Estrené el conjunto Bentley que la abuela me había regalado cuando cumplí los dieciséis, y el perfume que mi madre usaba para ocasiones muy especiales.
 Mientras el corazón brincaba dentro del pecho se lo conté a mis amigas. Cambié de butaca y dejé una libre para él. Lo esperé toda la tarde mientras avanzaba mi decepción. Pero no vino. Ni ese domingo, ni nunca.
 Durante muchos sábados de baile  esperé  verlo entrar al club donde nos conocimos. Después, los años pasaron y aquello  fue sólo un recuerdo de mi primera juventud.
Cuando mi sobrina más chica cumplió los quince años los padres hicieron una fiesta preciosa.

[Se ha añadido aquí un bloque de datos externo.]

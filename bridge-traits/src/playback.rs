//! Opaque player primitive.
//!
//! The core never decodes or renders audio itself. Hosts hand it a
//! [`PlayerFactory`] that builds [`Player`] instances wrapping the platform
//! media engine (MediaPlayer, AVPlayer, a desktop audio stack, ...). The core
//! drives each player with transport commands and learns about completion and
//! decoder failures through [`PlayerEvent`]s posted on the channel it passed to
//! the factory. Events are tagged with the [`PlayerId`] of the player that
//! raised them so stale notifications from a swapped-out player can be told
//! apart from the active one.

use crate::error::Result;
use std::path::Path;
use std::sync::Arc;
use tokio::sync::mpsc;
use uuid::Uuid;

/// Identity of a single player instance.
#[derive(Debug, Clone, Copy, PartialEq, Eq, Hash)]
pub struct PlayerId(Uuid);

impl PlayerId {
    pub fn new() -> Self {
        Self(Uuid::new_v4())
    }

    pub fn as_uuid(&self) -> &Uuid {
        &self.0
    }
}

impl Default for PlayerId {
    fn default() -> Self {
        Self::new()
    }
}

impl std::fmt::Display for PlayerId {
    fn fmt(&self, f: &mut std::fmt::Formatter<'_>) -> std::fmt::Result {
        write!(f, "{}", self.0)
    }
}

/// Asynchronous notifications raised by a player.
#[derive(Debug, Clone, PartialEq, Eq)]
pub enum PlayerEvent {
    /// The player reached the end of its data source.
    Completed { player: PlayerId },
    /// The underlying engine reported a failure.
    Error {
        player: PlayerId,
        code: i32,
        message: String,
    },
}

impl PlayerEvent {
    pub fn player(&self) -> PlayerId {
        match self {
            PlayerEvent::Completed { player } | PlayerEvent::Error { player, .. } => *player,
        }
    }
}

/// Channel the core listens on for [`PlayerEvent`]s.
pub type PlayerEventSender = mpsc::UnboundedSender<PlayerEvent>;

/// A platform media engine instance able to play one local file at a time.
///
/// Files handed to [`Player::set_source`] may still be growing while they
/// play; implementations must tolerate reaching end-of-file before the
/// expected length and report it as [`PlayerEvent::Completed`]. The core
/// decides whether such a completion was genuine.
#[async_trait::async_trait]
pub trait Player: Send + Sync {
    /// Identity used to tag this player's events.
    fn id(&self) -> PlayerId;

    /// Point the player at a local file.
    async fn set_source(&self, path: &Path) -> Result<()>;

    /// Prepare the data source for playback.
    async fn prepare(&self) -> Result<()>;

    async fn start(&self) -> Result<()>;

    async fn pause(&self) -> Result<()>;

    async fn stop(&self) -> Result<()>;

    /// Return to the uninitialized state so the player can be reused.
    async fn reset(&self) -> Result<()>;

    /// Free the engine resources. The player must not be used afterwards.
    async fn release(&self) -> Result<()>;

    async fn seek_to(&self, position_ms: u64) -> Result<()>;

    async fn position_ms(&self) -> Result<u64>;

    async fn duration_ms(&self) -> Result<u64>;

    /// Set output volume in `[0.0, 1.0]`.
    async fn set_volume(&self, volume: f32) -> Result<()>;

    /// Chain a prepared player that takes over without a gap when this one
    /// completes. `None` unlinks any previously chained player.
    async fn set_next_player(&self, next: Option<Arc<dyn Player>>) -> Result<()>;
}

/// Builds [`Player`] instances bound to an event channel.
pub trait PlayerFactory: Send + Sync {
    fn create(&self, events: PlayerEventSender) -> Result<Arc<dyn Player>>;
}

Entre el bullicio, la gente y la alegría, por sobre las mesas de invitados, mis ojos se volvieron a encontrar con sus ojos. Quedamos mirándonos.

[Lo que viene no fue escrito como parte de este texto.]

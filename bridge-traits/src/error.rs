use thiserror::Error;

#[derive(Error, Debug)]
pub enum BridgeError {
    #[error("Bridge capability not available: {0}")]
    NotAvailable(String),

    #[error("Bridge operation failed: {0}")]
    OperationFailed(String),

    #[error("Remote service error {code}: {message}")]
    Remote { code: i32, message: String },

    #[error("Storage error: {0}")]
    Storage(String),

    #[error("IO error: {0}")]
    Io(#[from] std::io::Error),
}

impl BridgeError {
    /// Returns `true` when retrying the same call later may succeed.
    pub fn is_transient(&self) -> bool {
        matches!(
            self,
            BridgeError::OperationFailed(_) | BridgeError::Io(_) | BridgeError::NotAvailable(_)
        )
    }
}

pub type Result<T> = std::result::Result<T, BridgeError>;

 Él estaba en una mesa con su esposa y sus hijos. Yo en otra mesa, con mi esposo y mis hijos. Éramos en la fiesta sólo dos desconocidos
Por un segundo interminable volví a escuchar la voz de Chavela Vargas en aquel bolero: “por más que se oponga el destino serás para mi, para mí” y volví a revivir la tarde aquella  en que un  forastero, bailando me besó en la frente.
 La fiesta estaba en su punto más alto. Todo el mundo bailaba y se divertía. Sacudí  la  cabeza para librarme de recuerdos inoportunos, suspiré, y le dije a mi marido:
—Adolfo, empieza la típica…¡vamos a bailar!!